The right people at the table

There has been quite some interest in what is perceived as the drop out rate on this course. Some blogs have mentioned this and it was discussed in the chat room on last Friday’s Ustream session.

Although I’d be interested, from a course design perspective, in knowing how many people are participating and where, I don’t see the perceived ‘drop out’ rate on this course as one of concern . I think we established way back in the course, that this is actually only a course for those who paid and are doing the assignments. I think there are about 20 of those. If I was running the course, I would be hoping that the drop out rate from that group isn’t too high – but for the rest of us, isn’t the whole point of connectivism that we are autonomous learners in a network of autonomous learners, free to come and go, contribute or not and observe from the periphery or be active at the core, as we choose? Isn’t that what’s so attractive about the whole experience?

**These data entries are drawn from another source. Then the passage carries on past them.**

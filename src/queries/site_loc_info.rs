//! Location information for study sites.

use log::info;

use super::builder::{col, Select};
use super::{run_select, QueryError, SiteIds};
use crate::db::{ColumnType, DatabaseBackend};
use crate::types::Table;

/// Identifying key of the site location table.
pub const SITE_LOC_KEY: &[&str] = &["sitename"];

/// Select for [`site_loc_info`].
pub fn site_loc_info_select(sites: &SiteIds) -> Select {
    Select::from("siteloc")
        .column(col("siteloc", "sitename"), ColumnType::Text)
        .column(col("siteloc", "latdd"), ColumnType::Float)
        .column(col("siteloc", "londd"), ColumnType::Float)
        .column(col("siteloc", "elevation"), ColumnType::Float)
        .column(col("siteloc", "site_"), ColumnType::Int)
        .filter_in(col("siteloc", "site_"), sites.iter())
        .order_by(SITE_LOC_KEY)
}

/// Location information for the given sites, keyed by site name.
///
/// Columns:
/// - `sitename` (key): name of the site where cores were collected
/// - `latdd`, `londd`: decimal latitude and longitude
/// - `elevation`: elevation above sea level, may be missing
/// - `site_`: site number, primary key of `siteloc`
///
/// Site numbers absent from the database are silently omitted.
pub fn site_loc_info(db: &mut dyn DatabaseBackend, sites: &SiteIds) -> Result<Table, QueryError> {
    let table = run_select(db, &site_loc_info_select(sites), SITE_LOC_KEY)?;
    info!(
        "site_loc_info: {} of {} requested sites found",
        table.len(),
        sites.len()
    );
    Ok(table)
}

I do some work with communities of practice and even in those communities, where there is more of a sense of ‘group’, levels of activity go up and down and people move from the core to the periphery and back again. There is an acceptance that this is how it works in a networked community and that whoever is present at any one time is the right person at the table .

So whilst, participation may have dropped off in the connectivism course (and thank goodness it has because the first week or two I felt completely swamped and wouldn’t have been able to keep going at that rate), my feeling is that at any one time we have the right people at the table. There is always something of interest going on, there is always something to learn and there are more than enough people around to learn from and with.

I’m looking forward to next week’s focus on what becomes of the teacher and the roles of educators.

2 thoughts on “The right people at the table

  1. deadvocate November 1, 2008 / 1:36 pm

    Hello Jenny. I might agree with your statements except for the situation that much has been made of the ‘fact’ that over 2000 people registered. If this course was only for 20 odd people, then probably it wouldn’t seek the wide distribution of learning through blogs, wikis, forums etc. The large subscription and wide distribution is what gives this effort bragging rights.

    If it is unable to maintain interest, I think it has little going for it. I wonder why the interest wanes (if it has) and what remedies there might be (if any) if so desired.

  2. jennymackness November 3, 2008 / 8:36 am

    Hi deadvocate – I have looked for your blog and can’t find it. I thought you might have something to say about this on your own blog. I have been thinking a lot about what you have said.

    I think that whether or not the course maintains interest it still has ‘bragging rights’. The fact is that it attracted interest from 2000+ people and Stephen and George were able to design a course that would technically allow 2000+ people to take part. Quite a feat in my mind!

    For me it’s no surprise that there are no longer 2000+ people around. I wonder how many people would have registed in the first place if we had had to pay. I for one, wouldn’t be here, as I’ve already spent my course allocation for this year. I think the numbers would have been considerably lower. It’s easy for people to register on a free course and know that it doesn’t matter if you don’t commit.

    As far as remedies go – would it need to be treated more like a traditional course, with group work and the promotion of collaborative tasks? But that would defeat the object, wouldn’t it?